(Collected data)

......

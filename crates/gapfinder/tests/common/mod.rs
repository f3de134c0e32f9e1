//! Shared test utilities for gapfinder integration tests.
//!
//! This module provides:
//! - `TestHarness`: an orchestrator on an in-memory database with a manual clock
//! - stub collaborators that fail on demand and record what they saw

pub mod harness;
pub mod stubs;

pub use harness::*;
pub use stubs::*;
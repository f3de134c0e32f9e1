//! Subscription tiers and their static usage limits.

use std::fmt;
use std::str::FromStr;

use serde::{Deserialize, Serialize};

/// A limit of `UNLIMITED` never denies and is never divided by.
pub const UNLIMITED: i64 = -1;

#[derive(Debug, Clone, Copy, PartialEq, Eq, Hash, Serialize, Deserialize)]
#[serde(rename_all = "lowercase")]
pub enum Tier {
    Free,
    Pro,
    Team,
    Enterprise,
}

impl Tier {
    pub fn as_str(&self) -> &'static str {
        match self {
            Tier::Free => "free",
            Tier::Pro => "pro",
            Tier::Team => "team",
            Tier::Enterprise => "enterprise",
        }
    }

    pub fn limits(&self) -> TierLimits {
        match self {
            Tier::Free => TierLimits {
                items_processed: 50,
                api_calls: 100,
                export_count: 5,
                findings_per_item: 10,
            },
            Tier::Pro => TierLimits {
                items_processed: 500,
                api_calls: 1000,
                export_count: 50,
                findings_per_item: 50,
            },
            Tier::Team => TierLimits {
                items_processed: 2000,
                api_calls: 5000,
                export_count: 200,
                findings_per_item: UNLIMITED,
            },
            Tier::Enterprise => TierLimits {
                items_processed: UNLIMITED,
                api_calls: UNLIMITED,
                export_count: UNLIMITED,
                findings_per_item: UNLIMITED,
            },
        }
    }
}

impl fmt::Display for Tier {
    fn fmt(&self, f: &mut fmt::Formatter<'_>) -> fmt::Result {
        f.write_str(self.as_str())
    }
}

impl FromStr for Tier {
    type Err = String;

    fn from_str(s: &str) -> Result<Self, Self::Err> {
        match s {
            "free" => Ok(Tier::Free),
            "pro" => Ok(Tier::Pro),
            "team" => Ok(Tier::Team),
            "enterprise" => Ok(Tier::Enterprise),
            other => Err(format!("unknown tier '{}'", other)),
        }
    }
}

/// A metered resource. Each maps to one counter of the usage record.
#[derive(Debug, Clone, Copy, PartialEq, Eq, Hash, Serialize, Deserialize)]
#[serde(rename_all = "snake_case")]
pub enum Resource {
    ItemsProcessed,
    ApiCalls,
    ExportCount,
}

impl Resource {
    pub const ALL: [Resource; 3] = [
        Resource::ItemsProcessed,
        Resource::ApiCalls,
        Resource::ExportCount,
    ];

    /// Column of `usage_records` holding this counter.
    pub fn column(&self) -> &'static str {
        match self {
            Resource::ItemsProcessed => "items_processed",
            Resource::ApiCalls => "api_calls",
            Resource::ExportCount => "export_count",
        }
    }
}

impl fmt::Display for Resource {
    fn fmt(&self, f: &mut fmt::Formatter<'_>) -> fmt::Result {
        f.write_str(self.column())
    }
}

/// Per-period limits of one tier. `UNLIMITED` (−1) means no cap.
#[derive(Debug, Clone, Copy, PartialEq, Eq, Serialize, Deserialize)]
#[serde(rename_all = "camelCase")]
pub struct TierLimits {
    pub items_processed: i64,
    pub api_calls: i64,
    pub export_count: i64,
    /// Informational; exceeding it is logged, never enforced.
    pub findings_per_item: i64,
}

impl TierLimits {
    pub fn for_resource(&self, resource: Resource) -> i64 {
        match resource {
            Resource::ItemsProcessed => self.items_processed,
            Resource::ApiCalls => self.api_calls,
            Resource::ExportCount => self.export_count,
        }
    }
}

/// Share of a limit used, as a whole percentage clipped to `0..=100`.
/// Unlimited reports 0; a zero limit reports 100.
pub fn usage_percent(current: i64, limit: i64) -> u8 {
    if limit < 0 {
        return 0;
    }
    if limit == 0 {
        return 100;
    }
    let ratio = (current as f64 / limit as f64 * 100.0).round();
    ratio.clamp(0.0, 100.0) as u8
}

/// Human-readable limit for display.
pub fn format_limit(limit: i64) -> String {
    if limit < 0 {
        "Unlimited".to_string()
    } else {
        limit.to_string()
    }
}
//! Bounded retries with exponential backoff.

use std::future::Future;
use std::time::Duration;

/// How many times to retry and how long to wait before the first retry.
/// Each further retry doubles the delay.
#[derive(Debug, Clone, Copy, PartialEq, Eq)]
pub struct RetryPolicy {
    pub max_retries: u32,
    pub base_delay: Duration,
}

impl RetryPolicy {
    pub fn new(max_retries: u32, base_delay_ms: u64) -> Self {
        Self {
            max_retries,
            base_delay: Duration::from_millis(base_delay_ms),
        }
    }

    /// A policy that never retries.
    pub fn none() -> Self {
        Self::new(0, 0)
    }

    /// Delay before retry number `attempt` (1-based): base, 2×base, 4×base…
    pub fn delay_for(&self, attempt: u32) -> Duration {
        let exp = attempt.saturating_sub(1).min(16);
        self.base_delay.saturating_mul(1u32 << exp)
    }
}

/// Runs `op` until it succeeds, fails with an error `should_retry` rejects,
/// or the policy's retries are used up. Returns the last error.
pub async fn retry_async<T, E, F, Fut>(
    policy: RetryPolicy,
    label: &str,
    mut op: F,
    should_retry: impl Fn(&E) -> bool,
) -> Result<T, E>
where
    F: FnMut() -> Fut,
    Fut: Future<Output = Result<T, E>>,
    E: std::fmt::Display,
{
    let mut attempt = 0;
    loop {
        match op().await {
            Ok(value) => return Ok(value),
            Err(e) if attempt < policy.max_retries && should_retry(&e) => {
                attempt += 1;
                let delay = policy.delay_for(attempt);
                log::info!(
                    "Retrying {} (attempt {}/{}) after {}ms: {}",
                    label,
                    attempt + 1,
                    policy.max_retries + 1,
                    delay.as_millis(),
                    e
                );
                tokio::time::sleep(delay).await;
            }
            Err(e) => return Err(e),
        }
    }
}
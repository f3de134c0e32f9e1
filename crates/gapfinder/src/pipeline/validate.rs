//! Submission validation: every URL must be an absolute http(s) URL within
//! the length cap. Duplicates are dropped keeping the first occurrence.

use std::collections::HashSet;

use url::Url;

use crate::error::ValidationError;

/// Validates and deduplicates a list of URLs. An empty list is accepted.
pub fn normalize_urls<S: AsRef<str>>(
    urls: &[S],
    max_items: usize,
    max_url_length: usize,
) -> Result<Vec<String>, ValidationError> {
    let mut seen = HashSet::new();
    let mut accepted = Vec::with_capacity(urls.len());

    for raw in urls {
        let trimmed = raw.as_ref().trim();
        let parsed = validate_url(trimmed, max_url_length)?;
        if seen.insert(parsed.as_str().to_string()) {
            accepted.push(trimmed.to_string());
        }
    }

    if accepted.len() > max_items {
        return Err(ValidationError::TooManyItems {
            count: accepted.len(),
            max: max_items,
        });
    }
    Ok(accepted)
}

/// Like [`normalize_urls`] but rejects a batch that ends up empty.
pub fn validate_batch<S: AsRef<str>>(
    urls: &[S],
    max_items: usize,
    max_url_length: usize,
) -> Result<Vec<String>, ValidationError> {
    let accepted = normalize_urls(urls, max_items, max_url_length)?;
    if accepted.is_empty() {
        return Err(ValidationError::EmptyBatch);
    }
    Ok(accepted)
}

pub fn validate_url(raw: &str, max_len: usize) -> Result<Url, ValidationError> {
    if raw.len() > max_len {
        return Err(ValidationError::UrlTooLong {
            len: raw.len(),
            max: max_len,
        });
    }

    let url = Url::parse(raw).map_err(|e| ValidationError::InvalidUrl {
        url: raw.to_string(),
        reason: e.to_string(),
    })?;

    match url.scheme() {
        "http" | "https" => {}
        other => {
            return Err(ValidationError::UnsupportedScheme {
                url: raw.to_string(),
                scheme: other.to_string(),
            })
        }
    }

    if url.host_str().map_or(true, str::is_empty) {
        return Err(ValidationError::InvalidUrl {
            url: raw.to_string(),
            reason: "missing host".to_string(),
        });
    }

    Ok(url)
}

......

■ Task brief: Reprint the data above from the opening line to the line holding "a manual clock", inclusive, and nothing else.

■ Problem solution:
filename crates/gapfinder/tests/common/mod.rs
repository f3de134c0e32f9e1
//! Shared test utilities for gapfinder integration tests.
//!
//! This module provides:
//! - `TestHarness`: an orchestrator on an in-memory database with a manual clock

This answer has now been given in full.